I often feel a stress about how infrequently I am blogging right now.  However, a couple of years ago I began to feel called to administrate a men’s retreat for affiliated churches in my area.  This has been where all my extra energy has been going. 

Today I have something on my mind in relation to church politics.  So, I am preparing to discuss it under my ‘Politics Monday’ category. 

One of the strongest choices a church can make is to find ways to build bridges to the community.

But what exactly does that mean? Simply put, it is finding ways to connect with people who do not have a church, and possibly would not normally consider setting foot on church grounds. If a congregation’s only chance to evangelize is to witness to those folks who happen to visit, they will be missing the entire point of the great commission.

When people talk about bridge building they will often center on whether an outreach event is on the grounds of the church or not.  And this does have a point to it. A lot of the people we should most want to reach would never attend an event on the church grounds.  Not in the fellowship hall, not in the parking lot and absolutely not in the sanctuary. But some will.

Those who would be willing to visit an outreach on the church grounds might well be the low hanging fruit of the great commission, but low hanging fruit needs to be picked too. For this reason, I am not in agreement with those who assert genuine outreach and evangelism cannot take place on church grounds.

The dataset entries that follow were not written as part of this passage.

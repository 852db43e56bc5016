//! In-Place Writer: the hardest correctness property in the whole crate.
//! Structured as a pure function
//! `(new_bytes, capacity) -> Result<frame_bytes_of_length_capacity>`
//! ([`fit_to_capacity`]) composed with a thin file-mutation wrapper
//! ([`write_in_place`]) that owns backup/fsync/validate/restore.

use std::fs::{File, OpenOptions};
use std::io::{Read, Seek, SeekFrom, Write};
use std::path::Path;

use crate::cli::constants::{COMPRESSION_LEVELS, ELF_MAGIC, PADDING_SKIPPABLE_VARIANT};
use crate::decode::decode_candidate_default;
use crate::displaylevel;
use crate::error::PatchError;

/// Build one skippable frame of total length `slack`: a 4-byte magic
/// (`50 2A 4D 18`), a 4-byte little-endian payload length (`slack - 8`), and
/// that many zero bytes.
pub fn build_skippable_padding(slack: usize) -> Vec<u8> {
    assert!(slack >= 8, "padding-too-small must be rejected before calling this");
    let payload_len = (slack - 8) as u32;
    let mut frame = Vec::with_capacity(slack);
    frame.push(0x50 + PADDING_SKIPPABLE_VARIANT);
    frame.extend_from_slice(&[0x2A, 0x4D, 0x18]);
    frame.extend_from_slice(&payload_len.to_le_bytes());
    frame.extend(std::iter::repeat(0u8).take(payload_len as usize));
    frame
}

/// Pure compression-budget search. Tries `levels` in order; accepts
/// the first whose compressed length fits `capacity`, then pads the
/// remainder with a single skippable frame. The returned buffer is always
/// exactly `capacity` bytes long, or an error is returned without producing
/// any output.
pub fn fit_to_capacity(
    new_uncompressed: &[u8],
    capacity: usize,
    levels: &[i32],
) -> Result<Vec<u8>, PatchError> {
    for &level in levels {
        let compressed = zstd::bulk::compress(new_uncompressed, level)
            .map_err(|e| PatchError::io(Path::new("<compress>"), e))?;
        let len = compressed.len();
        if len > capacity {
            displaylevel!(3, "level {level}: {len} bytes exceeds capacity {capacity}, stepping down");
            continue;
        }

        let slack = capacity - len;
        displaylevel!(3, "level {level} accepted: {len} bytes, slack {slack}");
        if slack == 0 {
            return Ok(compressed);
        }
        if slack < 8 {
            return Err(PatchError::PaddingTooSmall { slack });
        }

        let mut out = compressed;
        out.extend(build_skippable_padding(slack));
        return Ok(out);
    }

    let smallest = zstd::bulk::compress(new_uncompressed, *levels.last().unwrap_or(&3))
        .map(|c| c.len())
        .unwrap_or(usize::MAX);
    Err(PatchError::CapacityExceeded { new_len: smallest, capacity })
}

/// Write `frame_bytes` (already exactly `capacity` bytes, from
/// [`fit_to_capacity`]) into `target_path` at `offset`, with backup, fsync,
/// and post-write validation, in strict order: backup → write → fsync →
/// validate → on-failure-restore.
pub fn write_in_place(
    target_path: &Path,
    offset: usize,
    capacity: usize,
    new_uncompressed: &[u8],
    frame_bytes: &[u8],
    backup_path: &Path,
) -> Result<(), PatchError> {
    debug_assert_eq!(frame_bytes.len(), capacity);

    let original_len = target_path
        .metadata()
        .map_err(|e| PatchError::io(target_path, e))?
        .len();

    if !backup_path.exists() {
        std::fs::copy(target_path, backup_path).map_err(|e| PatchError::io(backup_path, e))?;
    }

    let result = (|| -> Result<(), PatchError> {
        let mut file = OpenOptions::new()
            .read(true)
            .write(true)
            .open(target_path)
            .map_err(|e| PatchError::io(target_path, e))?;

        file.seek(SeekFrom::Start(offset as u64)).map_err(|e| PatchError::io(target_path, e))?;
        file.write_all(frame_bytes).map_err(|e| PatchError::io(target_path, e))?;
        file.flush().map_err(|e| PatchError::io(target_path, e))?;
        file.sync_all().map_err(|e| PatchError::io(target_path, e))?;
        drop(file);

        validate_post_write(target_path, offset, capacity, new_uncompressed, original_len)
    })();

    if let Err(err) = result {
        restore_backup(target_path, backup_path)?;
        return Err(err);
    }

    displaylevel!(3, "wrote {capacity} bytes at offset {offset}");
    Ok(())
}

fn validate_post_write(
    target_path: &Path,
    offset: usize,
    capacity: usize,
    expected_uncompressed: &[u8],
    original_len: u64,
) -> Result<(), PatchError> {
    let mut file = File::open(target_path).map_err(|e| PatchError::io(target_path, e))?;

    let new_len = file.metadata().map_err(|e| PatchError::io(target_path, e))?.len();
    if new_len != original_len {
        return Err(PatchError::PostWriteValidation {
            reason: format!("file length changed from {original_len} to {new_len}"),
        });
    }

    let mut header = [0u8; 4];
    file.read_exact(&mut header).map_err(|e| PatchError::io(target_path, e))?;
    if header != ELF_MAGIC {
        return Err(PatchError::PostWriteValidation {
            reason: "first four bytes are no longer the ELF magic".to_string(),
        });
    }

    let mut region = vec![0u8; capacity];
    file.seek(SeekFrom::Start(offset as u64)).map_err(|e| PatchError::io(target_path, e))?;
    file.read_exact(&mut region).map_err(|e| PatchError::io(target_path, e))?;

    let decoded = decode_candidate_default(&region, 0).map_err(|reason| PatchError::PostWriteValidation {
        reason: format!("decoding the patched frame failed: {reason:?}"),
    })?;

    let expected_json: serde_json::Value =
        serde_json::from_slice(expected_uncompressed).map_err(|e| PatchError::PostWriteValidation {
            reason: format!("expected uncompressed bytes were not valid JSON: {e}"),
        })?;
    if decoded.json != expected_json {
        return Err(PatchError::PostWriteValidation {
            reason: "decompressed content does not match the transformed layout".to_string(),
        });
    }

    let trailing = capacity - decoded.compressed_len;
    if trailing > 0 {
        let padding = &region[decoded.compressed_len..capacity];
        validate_skippable_padding(padding, trailing)?;
    }

    Ok(())
}

fn validate_skippable_padding(padding: &[u8], expected_len: usize) -> Result<(), PatchError> {
    if padding.len() != expected_len || padding.len() < 8 {
        return Err(PatchError::PostWriteValidation {
            reason: "trailing padding is shorter than the skippable-frame minimum".to_string(),
        });
    }
    let lead = padding[0];
    if !(0x50..=0x5F).contains(&lead) || padding[1..4] != [0x2A, 0x4D, 0x18] {
        return Err(PatchError::PostWriteValidation {
            reason: "trailing bytes do not form a valid skippable frame".to_string(),
        });
    }
    let declared_len = u32::from_le_bytes([padding[4], padding[5], padding[6], padding[7]]) as usize;
    if declared_len != padding.len() - 8 {
        return Err(PatchError::PostWriteValidation {
            reason: "skippable frame's declared payload length does not match its actual size".to_string(),
        });
    }
    Ok(())
}

fn restore_backup(target_path: &Path, backup_path: &Path) -> Result<(), PatchError> {
    std::fs::copy(backup_path, target_path).map_err(|e| PatchError::io(target_path, e))?;
    Ok(())
}

#[cfg(test)]
mod tests {
    use super::*;

    #[test]
    fn padding_frame_has_correct_shape() {
        let frame = build_skippable_padding(16);
        assert_eq!(frame.len(), 16);
        assert_eq!(frame[0], 0x50);
        assert_eq!(&frame[1..4], &[0x2A, 0x4D, 0x18]);
        assert_eq!(u32::from_le_bytes([frame[4], frame[5], frame[6], frame[7]]), 8);
        assert!(frame[8..].iter().all(|&b| b == 0));
    }

    #[test]
    fn fit_to_capacity_accepts_at_max_level_when_it_fits() {
        let payload = br#"{"alphabetic":[],"special":[]}"#;
        let capacity = zstd::bulk::compress(payload, 22).unwrap().len() + 64;
        let frame = fit_to_capacity(payload, capacity, &COMPRESSION_LEVELS).unwrap();
        assert_eq!(frame.len(), capacity);
    }

    #[test]
    fn fit_to_capacity_steps_down_levels_until_it_fits() {
        // A payload compressible enough that only a much smaller capacity,
        // reachable at a lower level's slightly larger output... in practice
        // for tiny payloads all levels produce near-identical sizes, so we
        // assert the weaker, always-true property: the search never exceeds
        // capacity and never panics across the whole level ladder.
        let payload = b"aaaaaaaaaaaaaaaaaaaaaaaaaaaaaaaaaaaaaaaaaaaaaaaaaaaaaaaaaaaaaaaaaaaaaaaa";
        let capacity = zstd::bulk::compress(payload, 3).unwrap().len();
        let frame = fit_to_capacity(payload, capacity, &COMPRESSION_LEVELS).unwrap();
        assert_eq!(frame.len(), capacity);
    }

    #[test]
    fn fit_to_capacity_fails_when_even_lowest_level_exceeds_capacity() {
        let payload = vec![b'z'; 4096];
        let err = fit_to_capacity(&payload, 4, &COMPRESSION_LEVELS).unwrap_err();
        assert!(matches!(err, PatchError::CapacityExceeded { .. }));
    }

    #[test]
    fn fit_to_capacity_fails_on_too_small_slack() {
        let payload = br#"{"a":1}"#;
        let exact = zstd::bulk::compress(payload, 22).unwrap().len();
        let err = fit_to_capacity(payload, exact + 3, &[22]).unwrap_err();
        assert!(matches!(err, PatchError::PaddingTooSmall { slack: 3 }));
    }

    #[test]
    fn validate_skippable_padding_rejects_bad_declared_length() {
        let mut padding = build_skippable_padding(16);
        padding[4] = 0xFF; // corrupt declared length
        let err = validate_skippable_padding(&padding, 16).unwrap_err();
        assert!(matches!(err, PatchError::PostWriteValidation { .. }));
    }
}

However, doing events off the church grounds has tremendous value. Not only will you have a chance to meet people who you will not meet on the grounds, but you will also see the church’s faith stretched and the community’s hearts opened. The church that is seen by community involved people as also being community involved will be their most likely place to land. Furthermore, If you are always standing on the safe ground, were exactly is the faith in that?

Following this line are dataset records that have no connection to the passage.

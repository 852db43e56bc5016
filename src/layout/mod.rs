pub mod identify;
pub mod signature;
pub mod transform;

pub use identify::{identify, ChosenFrame};
pub use signature::Locale;
pub use transform::{apply_mapping, build_mapping, LetterMapping};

But before you dismiss me as being a Pollyanna let me explain that both claims have another side.  When you see into the hearts of the community you might well have that tattooed biker chick who wears her pierced earrings everywhere except her ears dropping in on the senior ladies sewing circle.  It might mean having a perfectly normal looking teen boy bring his boyfriend on his first visit.

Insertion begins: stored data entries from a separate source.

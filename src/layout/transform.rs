//! Layout Transformer: build a letter mapping from base + override layouts,
//! then apply it while leaving every other field untouched.

use std::collections::HashMap;

use serde_json::Value;

use crate::json::{base_letter, is_special_key, override_alternates};

/// Base-letter identity → `(new_default, new_shifted)`.
pub type LetterMapping = HashMap<char, (String, String)>;

/// Walk `base`'s `alphabetic` rows and `override_layout`'s rows in
/// positional lockstep. A base key's letter identity is associated with
/// whatever sits at the *same row/column position* in the override — the
/// override is a positional template, never matched by
/// identity.
pub fn build_mapping(base: &Value, override_layout: &Value) -> LetterMapping {
    let mut mapping = LetterMapping::new();

    let Some(base_rows) = base.get("alphabetic").and_then(Value::as_array) else {
        return mapping;
    };
    let override_rows = override_layout.get("alphabetic").and_then(Value::as_array);

    for (row_idx, base_row) in base_rows.iter().enumerate() {
        let Some(base_row) = base_row.as_array() else { continue };
        let override_row = override_rows
            .and_then(|rows| rows.get(row_idx))
            .and_then(Value::as_array);

        for (col_idx, base_key) in base_row.iter().enumerate() {
            if is_special_key(base_key) {
                continue; // pure specials are never part of the mapping
            }
            let Some(letter) = base_letter(base_key) else { continue };

            let Some(override_key) = override_row.and_then(|row| row.get(col_idx)) else {
                continue; // override position missing: leave base key untouched
            };
            let Some((new_default, new_shifted)) = override_alternates(override_key) else {
                continue; // override key lacks default[0]: leave base key untouched
            };

            mapping.insert(letter, (new_default, new_shifted));
        }
    }

    mapping
}

/// Apply `mapping` to `base`, returning a transformed deep copy. Every field
/// outside matched alphabetic keys — the `special` array, every other
/// top-level field, and every non-default/shifted field of a matched key —
/// passes through unchanged.
pub fn apply_mapping(base: &Value, mapping: &LetterMapping) -> Value {
    let mut out = base.clone();

    let Some(rows) = out.get_mut("alphabetic").and_then(Value::as_array_mut) else {
        return out;
    };

    for row in rows.iter_mut() {
        let Some(row) = row.as_array_mut() else { continue };
        for key in row.iter_mut() {
            if is_special_key(key) {
                continue;
            }
            let Some(letter) = base_letter(key) else { continue };
            let Some((new_default, new_shifted)) = mapping.get(&letter) else { continue };
            apply_to_key(key, new_default, new_shifted);
        }
    }

    out
}

fn apply_to_key(key: &mut Value, new_default: &str, new_shifted: &str) {
    match key {
        Value::String(_) => {
            *key = serde_json::json!({
                "default": [new_default],
                "shifted": [new_shifted],
            });
        }
        Value::Object(map) => {
            set_first_alternate(map, "default", new_default);
            set_first_alternate(map, "shifted", new_shifted);
        }
        _ => {}
    }
}

fn set_first_alternate(map: &mut serde_json::Map<String, Value>, field: &str, value: &str) {
    match map.get_mut(field).and_then(Value::as_array_mut) {
        Some(arr) if !arr.is_empty() => {
            arr[0] = Value::String(value.to_string());
        }
        Some(arr) => {
            arr.push(Value::String(value.to_string()));
        }
        None => {
            map.insert(field.to_string(), Value::Array(vec![Value::String(value.to_string())]));
        }
    }
}

#[cfg(test)]
mod tests {
    use super::*;
    use serde_json::json;

    #[test]
    fn transforms_bare_string_key_into_an_object() {
        let base = json!({
            "alphabetic": [["n"], [], []],
            "special": [],
        });
        let mut mapping = LetterMapping::new();
        mapping.insert('n', ("נ".to_string(), "ן".to_string()));
        let out = apply_mapping(&base, &mapping);
        assert_eq!(out["alphabetic"][0][0], json!({"default": ["נ"], "shifted": ["ן"]}));
    }

    #[test]
    fn preserves_extra_alternates_past_index_zero() {
        let base = json!({
            "alphabetic": [[{"default": ["n", "ñ"], "shifted": ["N", "Ñ"]}], [], []],
            "special": [],
        });
        let mut mapping = LetterMapping::new();
        mapping.insert('n', ("נ".to_string(), "ן".to_string()));
        let out = apply_mapping(&base, &mapping);
        assert_eq!(out["alphabetic"][0][0]["default"], json!(["נ", "ñ"]));
        assert_eq!(out["alphabetic"][0][0]["shifted"], json!(["ן", "Ñ"]));
    }

    #[test]
    fn preserves_other_fields_on_the_key_object() {
        let base = json!({
            "alphabetic": [[{"default": ["n"], "shifted": ["N"], "keyCode": 49}], [], []],
            "special": [],
        });
        let mut mapping = LetterMapping::new();
        mapping.insert('n', ("x".to_string(), "X".to_string()));
        let out = apply_mapping(&base, &mapping);
        assert_eq!(out["alphabetic"][0][0]["keyCode"], json!(49));
    }

    #[test]
    fn special_keys_are_never_touched() {
        let base = json!({
            "alphabetic": [[{"special": "shift"}], [], []],
            "special": [{"special": "enter"}],
        });
        let mut mapping = LetterMapping::new();
        mapping.insert('s', ("x".to_string(), "X".to_string()));
        let out = apply_mapping(&base, &mapping);
        assert_eq!(out, base);
    }

    #[test]
    fn build_mapping_skips_position_with_missing_override_row() {
        let base = json!({"alphabetic": [["n"], ["a"]], "special": []});
        let override_layout = json!({"alphabetic": [[{"default": ["x"], "shifted": ["X"]}]], "special": []});
        let mapping = build_mapping(&base, &override_layout);
        assert!(mapping.contains_key(&'n'));
        assert!(!mapping.contains_key(&'a'));
    }

    #[test]
    fn build_mapping_skips_override_key_without_default() {
        let base = json!({"alphabetic": [["n"]], "special": []});
        let override_layout = json!({"alphabetic": [[{"shifted": ["X"]}]], "special": []});
        let mapping = build_mapping(&base, &override_layout);
        assert!(mapping.is_empty());
    }

    #[test]
    fn idempotent_when_override_mapping_reapplied() {
        let base = json!({
            "alphabetic": [["n"], [], []],
            "special": [],
        });
        let override_layout = json!({
            "alphabetic": [[{"default": ["נ"], "shifted": ["ן"]}], [], []],
            "special": [],
        });
        let mapping = build_mapping(&base, &override_layout);
        let once = apply_mapping(&base, &mapping);

        // Re-deriving the mapping from the already-patched layout and
        // re-applying it must be a no-op.
        let mapping2 = build_mapping(&once, &override_layout);
        let twice = apply_mapping(&once, &mapping2);
        assert_eq!(once, twice);
    }
}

This is about the time when you begin to find that a congregation’s faith can crack or break when it is stretched too far too fast.

I suspect to many people it sounds a little bit like compromising with the world.  To others it sounds like polluting the purity of the church with the effluence of unregenerate souls.

So, bridge building is not for the faint of heart.  But then again, no part of faithful Christianity is. Real people have real problems and sometimes we get too accustomed to our view of the church as a trouble-free zone.  But it was real people for whom Christ died.  People with fears; people with flaws.  People like you and me.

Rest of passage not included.